Educational Requirement

• Bachelor’s Degree in Plastics, Mechanical, Chemical or Biomedical Engineering.
• Preferred Educational Background Bachelor’s Degree in Mechanical Engineering, Electrical Engineering, or Chemical Engineering

Experience Requirement

• Minimum 5 years’ experience in a manufacturing environment
• 10 years’ experience in a medical device company preferred.

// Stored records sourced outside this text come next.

//! Extension grants (RFC 6749 §4.5)
//!
//! One granter instance wraps one deployed tenant extension-grant provider.
//! A granter answers to its composite grant type `"{grant_type}~{id}"`
//! unconditionally, and to the bare grant type only when it is the oldest
//! deployed grant for the domain - the backward-compatibility rule for
//! legacy clients that never learned the composite discriminator. The
//! oldest-grant cutoff is pushed in by the lifecycle manager, never computed
//! here, so all granters share one source of truth.

use std::sync::RwLock;

use async_trait::async_trait;
use chrono::{DateTime, Utc};
use tracing::debug;

use aegis_protocol::{Client, ExtensionGrant, OAuth2Result, TokenRequest, TokenResponse};

use super::{GranterSupport, TokenGranter};
use crate::plugins::ExtensionGrantProvider;

/// Granter for one deployed extension grant.
pub struct ExtensionTokenGranter {
    support: GranterSupport,
    grant: ExtensionGrant,
    provider: std::sync::Arc<dyn ExtensionGrantProvider>,
    min_date: RwLock<Option<DateTime<Utc>>>,
}

impl ExtensionTokenGranter {
    /// Granter wrapping `provider` configured by `grant`.
    pub fn new(
        support: GranterSupport,
        grant: ExtensionGrant,
        provider: std::sync::Arc<dyn ExtensionGrantProvider>,
    ) -> Self {
        Self {
            support,
            grant,
            provider,
            min_date: RwLock::new(None),
        }
    }

    /// The configuration record this granter was deployed from.
    #[must_use]
    pub fn grant_config(&self) -> &ExtensionGrant {
        &self.grant
    }

    /// Receive the recomputed oldest-grant cutoff from the manager.
    pub fn set_min_date(&self, min_date: Option<DateTime<Utc>>) {
        *self.min_date.write().expect("min_date lock poisoned") = min_date;
    }

    fn is_oldest(&self) -> bool {
        *self.min_date.read().expect("min_date lock poisoned") == Some(self.grant.created_at)
    }
}

#[async_trait]
impl TokenGranter for ExtensionTokenGranter {
    fn can_handle(&self, grant_type: &str) -> bool {
        if grant_type == format!("{}~{}", self.grant.grant_type, self.grant.id) {
            return true;
        }
        grant_type == self.grant.grant_type && self.is_oldest()
    }

    async fn grant(&self, request: TokenRequest, client: &Client) -> OAuth2Result<TokenResponse> {
        // Clients register the base grant type, not the composite form.
        let mut normalized = request;
        normalized.grant_type = self.grant.grant_type.clone();
        let mut request = self.support.resolve(normalized, client)?;

        let user = self.provider.grant(&request).await?;
        debug!(
            domain = %self.grant.domain,
            grant = %self.grant.id,
            client_id = %client.client_id,
            user = user.is_some(),
            "Extension grant validated"
        );

        match user {
            // The grant is allowed to mint users: the asserted identity is
            // taken as-is without a repository lookup.
            Some(user) if self.grant.create_user => {
                request.subject = Some(user.id.clone());
                self.support.issue(&request, client, Some(&user)).await
            }
            // Otherwise the asserted subject must map to a known user.
            Some(user) => {
                let user = self.support.resolve_resource_owner(&user.id).await?;
                request.subject = Some(user.id.clone());
                self.support.issue(&request, client, Some(&user)).await
            }
            // No asserted resource owner: issue a client-only token.
            None => self.support.issue(&request, client, None).await,
        }
    }
}

#[cfg(test)]
mod tests {
    use super::*;
    use crate::storage::InMemoryUserRepository;
    use crate::token::TokenService;
    use aegis_protocol::{OAuth2Error, TokenResponse, User};
    use std::sync::Arc;

    struct NoopTokens;

    #[async_trait]
    impl TokenService for NoopTokens {
        async fn create(
            &self,
            request: &TokenRequest,
            _client: &Client,
            _user: Option<&User>,
        ) -> OAuth2Result<TokenResponse> {
            let _ = request;
            Ok(TokenResponse::bearer("t".into(), 60, None))
        }
    }

    struct NoopProvider;

    #[async_trait]
    impl ExtensionGrantProvider for NoopProvider {
        async fn grant(&self, _request: &TokenRequest) -> OAuth2Result<Option<User>> {
            Err(OAuth2Error::invalid_grant("Unknown or expired assertion"))
        }
    }

    /// Validates every assertion and asserts the same resource owner.
    struct AssertingProvider;

    #[async_trait]
    impl ExtensionGrantProvider for AssertingProvider {
        async fn grant(&self, _request: &TokenRequest) -> OAuth2Result<Option<User>> {
            Ok(Some(User::new("asserted-1", "bob", "dom-1")))
        }
    }

    fn grant_record(grant_type: &str, id: &str, created_at: DateTime<Utc>) -> ExtensionGrant {
        ExtensionGrant {
            id: id.into(),
            name: id.into(),
            domain: "dom-1".into(),
            grant_type: grant_type.into(),
            plugin_type: "test".into(),
            configuration: "{}".into(),
            create_user: false,
            created_at,
            updated_at: created_at,
        }
    }

    fn granter(grant_type: &str, id: &str, created_at: DateTime<Utc>) -> ExtensionTokenGranter {
        let support = GranterSupport::new(
            Arc::new(InMemoryUserRepository::new()),
            Arc::new(NoopTokens),
        );
        ExtensionTokenGranter::new(
            support,
            grant_record(grant_type, id, created_at),
            Arc::new(NoopProvider),
        )
    }

    fn asserting_granter(
        create_user: bool,
        users: Arc<InMemoryUserRepository>,
    ) -> ExtensionTokenGranter {
        let support = GranterSupport::new(users, Arc::new(NoopTokens));
        let mut grant = grant_record("urn:jwt-bearer", "g1", Utc::now());
        grant.create_user = create_user;
        ExtensionTokenGranter::new(support, grant, Arc::new(AssertingProvider))
    }

    fn jwt_bearer_client() -> Client {
        Client {
            id: "internal-1".into(),
            domain: "dom-1".into(),
            client_id: "app".into(),
            authorized_grant_types: [aegis_protocol::GrantType::from("urn:jwt-bearer")]
                .into_iter()
                .collect(),
            scopes: ["openid".to_string()].into_iter().collect(),
            ..Client::default()
        }
    }

    fn jwt_bearer_request() -> TokenRequest {
        TokenRequest {
            client_id: "app".into(),
            grant_type: "urn:jwt-bearer~g1".into(),
            ..TokenRequest::default()
        }
    }

    #[test]
    fn composite_grant_type_always_handled() {
        let g = granter("urn:jwt-bearer", "g1", Utc::now());
        assert!(g.can_handle("urn:jwt-bearer~g1"));
        assert!(!g.can_handle("urn:jwt-bearer~g2"));
    }

    #[test]
    fn bare_grant_type_only_for_the_oldest_grant() {
        let created = Utc::now();
        let g = granter("urn:jwt-bearer", "g1", created);

        // No cutoff pushed yet: the bare form is not claimed.
        assert!(!g.can_handle("urn:jwt-bearer"));

        g.set_min_date(Some(created));
        assert!(g.can_handle("urn:jwt-bearer"));

        // Another, older grant took over the bare form.
        g.set_min_date(Some(created - chrono::Duration::seconds(5)));
        assert!(!g.can_handle("urn:jwt-bearer"));
    }

    #[tokio::test]
    async fn asserted_subject_must_be_a_known_user_by_default() {
        // create_user is off and the repository has no "asserted-1": the
        // asserted identity is rejected opaquely.
        let g = asserting_granter(false, Arc::new(InMemoryUserRepository::new()));
        let err = g
            .grant(jwt_bearer_request(), &jwt_bearer_client())
            .await
            .unwrap_err();
        assert_eq!(err.to_string(), "invalid_grant: Unable to resolve the resource owner");
    }

    #[tokio::test]
    async fn asserted_subject_resolves_from_the_repository() {
        let users = Arc::new(InMemoryUserRepository::new());
        users.save(User::new("asserted-1", "bob", "dom-1"));

        let g = asserting_granter(false, users);
        assert!(g
            .grant(jwt_bearer_request(), &jwt_bearer_client())
            .await
            .is_ok());
    }

    #[tokio::test]
    async fn create_user_trusts_the_asserted_identity() {
        // create_user is on: no repository lookup, the assertion stands alone.
        let g = asserting_granter(true, Arc::new(InMemoryUserRepository::new()));
        assert!(g
            .grant(jwt_bearer_request(), &jwt_bearer_client())
            .await
            .is_ok());
    }
}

TheAqsAD-c8-ASQ-QualityEngineer-031523.docxSkills Requirement

• Working knowledge of ISO 13485:2016
• ASQ Certified Manager of Quality/Organizational Excellence, ASQ Certified Quality Auditor, ASQ Certified Six Sigma Black Belt
• Extensive knowledge of REACH, ROHS, Conflict Mineral, Prop 65, Material Declarations
• Must possess excellent technical and interpersonal skills.
• Must have good written and oral communication skills, self-motivated, and have good organization and project management skills.
• Skills and ability to interpret Engineering Drawings, Specifications in regards to manufacturing.
• Working knowledge of GR&R, PFMEA, Cpk, Ppk, IQ/OQ/PQ and SPC.
• Proficient in the use of Micrometers, Vernier’s, Vision Systems, Pin Gages, and related precision measuring instruments.
• Gage calibration systems to include recall/schedules for recalibration.
• Preferred Skills Include Working knowledge of Statistical Process Control (Minitab), Microsoft Office, plastic extrusion, molding or plastic materials science knowledge, or related experience preferred.

Job Description

• Maintain the quality system in compliance with ISO 13485 and other relevant international standards and regulations.
• Understands business priorities, leads, and supports a culture of quality and compliance while communicating and ensuring the team is focused on initiatives that help meet quality objectives and improve effectiveness of the quality system.
• Build and maintain positive and productive working relationships with all departments and current/potential suppliers while supporting and collaborating with other departments on quality requirements and associated processes.
• Oversee and lead quality activities including but not limited to:
  • CAPAs, complaints
  • Non-conforming product/process
  • Support internal and external audits; may serve as Lead Auditor for internal audits.
  • Data analysis
  • Document control / Change control
  • Equipment calibration
  • Control of quality records
  • Incoming, in process and final inspections
  • Training program
• Communicates for the Quality Team to the Extrusion, Filmcast, Assemblies and New Product Development Teams on abilities and constraints when they exist.
• Establish and/or modify quality processes to improve operational efficiencies and simplicity.
• Develop and monitor quality metrics and goals and provide data-driven recommendations to senior management.
• All other responsibilities as assigned by supervisor.
• Must demonstrate initiative, balanced assertiveness, flexibility and teamwork.
• Position requires data entry and regular use of computer/keyboard/mouse for extended periods of time.
• The employee must occasionally lift and/or move up to 20 pounds.